In the ubiquitin–proteasome degradation pathway, substrates are marked for degradation by covalent linkage to ubiquitin (Hochstrasser, 1996; Hershko and Ciechanover, 1998; Glickman and Ciechanover, 2002). The ubiquitinated substrate proteins are then recognized and degraded by the 26S proteasome. Ubiquitination generally requires three proteins: the ubiquitin activating enzyme (E1), the ubiquitin‐carrier or conjugating enzyme (E2), and the ubiquitin ligase (E3), which transfers (or assists the transfer of) activated ubiquitin to the protein substrate. Specificity of the ubiquitination reaction is determined by the E3 ubiquitin ligase (Hershko and Ciechanover, 1998; Pickart, 2001).

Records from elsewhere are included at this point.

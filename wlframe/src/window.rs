use log::{debug, info, warn};

use crate::{
    error::Result,
    protocol::{base::*, xdg_shell::*},
    registry::{GlobalAdvertisement, RegistryBinder},
    render::{Painter, RenderDriver, ScanLine},
    session::{EventHandler, WaylandSession},
    shm::{MemoryPool, ShmFormat},
    surface::{answer_ping, SurfaceSession},
};

#[derive(Debug, Clone, PartialEq, Eq)]
pub struct WindowConfig {
    pub title: String,
    pub app_id: Option<String>,
    pub width: i32,
    pub height: i32,
}

impl Default for WindowConfig {
    fn default() -> Self {
        Self {
            title: "Example client".to_string(),
            app_id: None,
            width: 640,
            height: 480,
        }
    }
}

/// Everything a running window owns, handed to every event handler.
pub struct Window<P: Painter = ScanLine> {
    binder: RegistryBinder,
    surface: Option<SurfaceSession>,
    driver: Option<RenderDriver<P>>,
    running: bool,
    hung_up: bool,
}

impl<P: Painter> Window<P> {
    /// Opens a toplevel, keeps repainting it on every frame callback until the
    /// compositor closes the window or the connection, then tears everything down.
    pub fn run(session: &mut WaylandSession, config: &WindowConfig, painter: P) -> Result<()> {
        let mut window = Self {
            binder: RegistryBinder::new(session)?,
            surface: None,
            driver: None,
            running: true,
            hung_up: false,
        };

        let outcome = match window.start(session, config, painter) {
            Err(err) if err.is_connection_closed() => {
                info!("Display closed the connection before the window was shown");
                window.hung_up = true;
                Ok(())
            }
            started => started.and_then(|_| window.event_loop(session)),
        };

        window.teardown(session);
        outcome
    }

    fn start(
        &mut self,
        session: &mut WaylandSession,
        config: &WindowConfig,
        painter: P,
    ) -> Result<()> {
        // globals, then whatever the bound globals announce (shm formats)
        session.roundtrip(self)?;
        session.roundtrip(self)?;

        let globals = self.binder.globals()?;
        let format = ShmFormat::select(&globals.shm_formats)?;
        debug!("Drawing with {format:?}");

        let mut surface = SurfaceSession::create_surface(session, &globals.compositor)?;
        surface.create_window_role(session, &globals.wm_base, Some(&config.title))?;
        if let Some(app_id) = &config.app_id {
            surface.set_app_id(app_id)?;
        }
        surface.commit_initial()?;
        self.surface = Some(surface);

        while self.running && !self.is_configured() {
            session.dispatch_pending(true, self)?;
        }
        if !self.running {
            return Ok(());
        }

        let stride = config.width * format.bytes_per_pixel();
        let len = stride as usize * config.height as usize;

        let mut pool = MemoryPool::create(session, &globals.shm, len)?;
        let buffer =
            pool.create_buffer(session, 0, config.width, config.height, stride, format)?;
        pool.destroy_registration(session)?;

        let driver = self.driver.insert(RenderDriver::new(pool, buffer, painter));
        if let Some(surface) = self.surface.as_mut() {
            driver.seed(session, surface)?;
        }

        info!("Window shown at {}x{}", config.width, config.height);
        Ok(())
    }

    fn event_loop(&mut self, session: &mut WaylandSession) -> Result<()> {
        while self.running {
            match session.dispatch_pending(true, self) {
                Ok(_) => {}
                Err(err) if err.is_connection_closed() => {
                    info!("Display closed the connection");
                    self.hung_up = true;
                    break;
                }
                Err(err) => return Err(err),
            }
        }
        Ok(())
    }

    fn is_configured(&self) -> bool {
        self.surface.as_ref().is_some_and(|s| s.is_configured())
    }

    fn teardown(&mut self, session: &mut WaylandSession) {
        if self.hung_up {
            session.disconnect();
            return;
        }

        if let Some(surface) = self.surface.as_mut() {
            surface.release_frame(session);
        }

        if let Some(driver) = self.driver.take() {
            if let Err(err) = driver.destroy(session) {
                warn!("Failed to destroy the buffer: {err}");
            }
        }

        if let Some(surface) = self.surface.take() {
            if let Err(err) = surface.destroy(session) {
                warn!("Failed to destroy the surface: {err}");
            }
        }

        if let Err(err) = self.binder.destroy(session) {
            warn!("Failed to destroy the shell: {err}");
        }

        session.disconnect();
        debug!("Window torn down");
    }
}

impl<P: Painter> EventHandler for Window<P> {
    fn global(
        &mut self,
        session: &mut WaylandSession,
        _: &WlRegistry,
        global: GlobalAdvertisement,
    ) -> Result<()> {
        self.binder.on_global(session, global)
    }

    fn global_remove(&mut self, _: &mut WaylandSession, _: &WlRegistry, name: u32) -> Result<()> {
        self.binder.on_global_remove(name);
        Ok(())
    }

    fn shm_format(&mut self, _: &mut WaylandSession, _: &WlShm, format: u32) -> Result<()> {
        self.binder.on_shm_format(format);
        Ok(())
    }

    fn frame_done(
        &mut self,
        session: &mut WaylandSession,
        callback: &WlCallback,
        time: u32,
    ) -> Result<()> {
        match (self.driver.as_mut(), self.surface.as_mut()) {
            (Some(driver), Some(surface)) => {
                driver.on_done(session, surface, callback, time)?;
            }
            _ => warn!("Frame callback fired before the first frame"),
        }
        Ok(())
    }

    fn buffer_release(&mut self, _: &mut WaylandSession, buffer: &WlBuffer) -> Result<()> {
        if let Some(driver) = self.driver.as_mut() {
            driver.on_release(buffer);
        }
        Ok(())
    }

    fn wm_base_ping(
        &mut self,
        _: &mut WaylandSession,
        wm_base: &XdgWmBase,
        serial: u32,
    ) -> Result<()> {
        answer_ping(wm_base, serial)
    }

    fn xdg_surface_configure(
        &mut self,
        _: &mut WaylandSession,
        xdg_surface: &XdgSurface,
        serial: u32,
    ) -> Result<()> {
        match self.surface.as_mut() {
            Some(surface) => surface.on_configure(xdg_surface, serial),
            None => Ok(()),
        }
    }

    fn toplevel_configure(
        &mut self,
        _: &mut WaylandSession,
        _: &XdgToplevel,
        width: i32,
        height: i32,
        states: Vec<u32>,
    ) -> Result<()> {
        // the buffer keeps its size, a suggestion of 0x0 leaves it to us anyway
        debug!("Toplevel configure {width}x{height}, states {states:?}");
        Ok(())
    }

    fn toplevel_close(&mut self, _: &mut WaylandSession, _: &XdgToplevel) -> Result<()> {
        info!("Window closed by the compositor");
        self.running = false;
        Ok(())
    }
}

#[cfg(test)]
mod test {
    use super::*;
    use crate::{
        error::Error,
        protocol::DISPLAY_ID,
        render::Canvas,
        testing::{FakeCompositor, MockTransport, SentMessage, Wire},
    };

    struct Blank;

    impl Painter for Blank {
        fn paint(&mut self, canvas: &mut Canvas<'_>) {
            canvas.pixels.fill(0);
        }
    }

    fn run_against(compositor: FakeCompositor, config: &WindowConfig) -> (Result<()>, Wire) {
        let (transport, wire) = compositor.into_transport();
        let mut session = WaylandSession::with_transport(Box::new(transport));
        let outcome = Window::run(&mut session, config, Blank);
        (outcome, wire)
    }

    fn small() -> WindowConfig {
        WindowConfig {
            width: 32,
            height: 16,
            ..WindowConfig::default()
        }
    }

    fn position(sent: &[SentMessage], pred: impl Fn(&SentMessage) -> bool) -> usize {
        sent.iter().position(pred).unwrap()
    }

    /// The new id carried by the first `opcode` request sent to `object_id`.
    fn created(sent: &[SentMessage], object_id: u32, opcode: u16) -> u32 {
        sent.iter()
            .find(|m| m.object_id == object_id && m.opcode == opcode)
            .map(|m| m.arg_u32(0))
            .unwrap()
    }

    fn bound_id(sent: &[SentMessage], global_name: u32) -> u32 {
        let registry = created(sent, DISPLAY_ID, 1);
        let bind = sent
            .iter()
            .find(|m| m.object_id == registry && m.arg_u32(0) == global_name)
            .unwrap();
        // name, interface (length word + padded string), version, new_id
        let words = bind.payload.len() / 4;
        bind.arg_u32(words - 1)
    }

    #[test]
    fn window_paints_every_frame_until_closed() {
        let mut compositor = FakeCompositor::new(3);
        compositor.close_when_done = true;

        let (outcome, wire) = run_against(compositor, &small());
        outcome.unwrap();

        let sent = wire.sent();
        let compositor_id = bound_id(&sent, 1);
        let shm_id = bound_id(&sent, 3);
        let surface_id = created(&sent, compositor_id, 0);

        // the pool carries the descriptor, sized width * 4 * height
        let create_pool = sent.iter().find(|m| m.object_id == shm_id).unwrap();
        assert_eq!(create_pool.fds, 1);
        assert_eq!(create_pool.arg_u32(1), 32 * 4 * 16);

        let attaches = sent
            .iter()
            .filter(|m| m.object_id == surface_id && m.opcode == 1)
            .count();
        let frames = sent
            .iter()
            .filter(|m| m.object_id == surface_id && m.opcode == 3)
            .count();
        // seed plus one per answered frame
        assert_eq!(attaches, 4);
        assert_eq!(frames, 4);

        assert!(wire.is_closed());
    }

    #[test]
    fn first_buffer_waits_for_the_configure_ack() {
        let (outcome, wire) = run_against(FakeCompositor::new(1), &small());
        outcome.unwrap();

        let sent = wire.sent();
        let wm_base = bound_id(&sent, 2);
        let xdg_surface = created(&sent, wm_base, 2);
        let surface_id = created(&sent, bound_id(&sent, 1), 0);

        let ack = position(&sent, |m| m.object_id == xdg_surface && m.opcode == 4);
        let first_attach = position(&sent, |m| m.object_id == surface_id && m.opcode == 1);
        assert_eq!(sent[ack].arg_u32(0), 77);
        assert!(ack < first_attach);
    }

    #[test]
    fn clean_close_tears_down_in_order() {
        let mut compositor = FakeCompositor::new(1);
        compositor.close_when_done = true;

        let (outcome, wire) = run_against(compositor, &small());
        outcome.unwrap();

        let sent = wire.sent();
        let wm_base = bound_id(&sent, 2);
        let shm_id = bound_id(&sent, 3);
        let surface_id = created(&sent, bound_id(&sent, 1), 0);
        let xdg_surface = created(&sent, wm_base, 2);
        let toplevel = created(&sent, xdg_surface, 1);
        let pool = created(&sent, shm_id, 0);
        let buffer = created(&sent, pool, 0);

        let destroys: Vec<u32> = sent
            .iter()
            .skip_while(|m| !(m.object_id == buffer && m.opcode == 0))
            .map(|m| m.object_id)
            .collect();
        assert_eq!(destroys, vec![buffer, toplevel, xdg_surface, surface_id, wm_base]);
    }

    #[test]
    fn hang_up_ends_the_loop_normally() {
        let (outcome, wire) = run_against(FakeCompositor::new(2), &small());
        outcome.unwrap();

        let sent = wire.sent();
        let surface_id = created(&sent, bound_id(&sent, 1), 0);
        // nothing is sent to a peer that is gone
        assert_eq!(sent.last().map(|m| (m.object_id, m.opcode)), Some((surface_id, 6)));
        assert!(wire.is_closed());
    }

    #[test]
    fn hang_up_before_configure_is_not_an_error() {
        let mut compositor = FakeCompositor::new(0);
        // swallow every commit, so the configure never comes
        let (transport, wire) = MockTransport::new(move |msg| match msg.opcode {
            6 => Vec::new(),
            _ => compositor.respond(msg),
        });
        let mut session = WaylandSession::with_transport(Box::new(transport));

        Window::run(&mut session, &small(), Blank).unwrap();

        let sent = wire.sent();
        let surface_id = created(&sent, bound_id(&sent, 1), 0);
        assert_eq!(sent.last().map(|m| (m.object_id, m.opcode)), Some((surface_id, 6)));
        assert!(wire.is_closed());
    }

    #[test]
    fn oversized_title_is_an_error() {
        let config = WindowConfig {
            title: "a".repeat(5000),
            ..small()
        };
        let (outcome, wire) = run_against(FakeCompositor::new(0), &config);

        assert!(matches!(
            outcome,
            Err(Error::Transport(err)) if err.kind() == std::io::ErrorKind::InvalidInput
        ));
        assert!(wire.is_closed());
    }

    #[test]
    fn ping_is_answered() {
        let mut compositor = FakeCompositor::new(0);
        compositor.ping_serial = Some(5);

        let (outcome, wire) = run_against(compositor, &small());
        outcome.unwrap();

        let sent = wire.sent();
        let wm_base = bound_id(&sent, 2);
        let pong = sent
            .iter()
            .find(|m| m.object_id == wm_base && m.opcode == 3)
            .unwrap();
        assert_eq!(pong.arg_u32(0), 5);
    }

    #[test]
    fn app_id_follows_the_title() {
        let config = WindowConfig {
            app_id: Some("org.example.scanline".to_string()),
            ..small()
        };
        let (outcome, wire) = run_against(FakeCompositor::new(0), &config);
        outcome.unwrap();

        let sent = wire.sent();
        let xdg_surface = created(&sent, bound_id(&sent, 2), 2);
        let toplevel = created(&sent, xdg_surface, 1);
        let title = position(&sent, |m| m.object_id == toplevel && m.opcode == 2);
        let app_id = position(&sent, |m| m.object_id == toplevel && m.opcode == 3);
        assert_eq!(app_id, title + 1);
    }

    #[test]
    fn missing_global_aborts_before_any_surface() {
        let mut compositor = FakeCompositor::new(0);
        compositor.globals.retain(|(_, interface, _)| *interface != "xdg_wm_base");

        let (outcome, wire) = run_against(compositor, &small());

        assert!(matches!(
            outcome,
            Err(Error::MissingGlobal(crate::registry::Capability::Shell))
        ));
        let compositor_id = bound_id(&wire.sent(), 1);
        assert!(wire.sent().iter().all(|m| m.object_id != compositor_id));
        assert!(wire.is_closed());
    }

    #[test]
    fn no_common_format_is_an_error() {
        let mut compositor = FakeCompositor::new(0);
        compositor.formats = vec![0x34325258];

        let (outcome, _) = run_against(compositor, &small());
        assert!(matches!(outcome, Err(Error::UnsupportedFormat)));
    }
}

EDD (also known as rat100) is the mammalian ortholog of the Drosophila melanogaster hyperplastic disc (HYD) protein and is a member of the HECT (homology to E6‐AP carboxy terminus) domain family of E3 ubiquitin ligases (Huibregtse et al, 1995; Callaghan et al, 1998; Oughtred et al, 2002). Surprisingly, EDD contains a PABC domain near its carboxy terminus, suggesting a role in mRNA metabolism (Callaghan et al, 1998; Deo et al, 2001; Kozlov et al, 2001; Oughtred et al, 2002). Significantly, the PABC domain of EDD is functional as it binds to Paip1 (Deo et al, 2001).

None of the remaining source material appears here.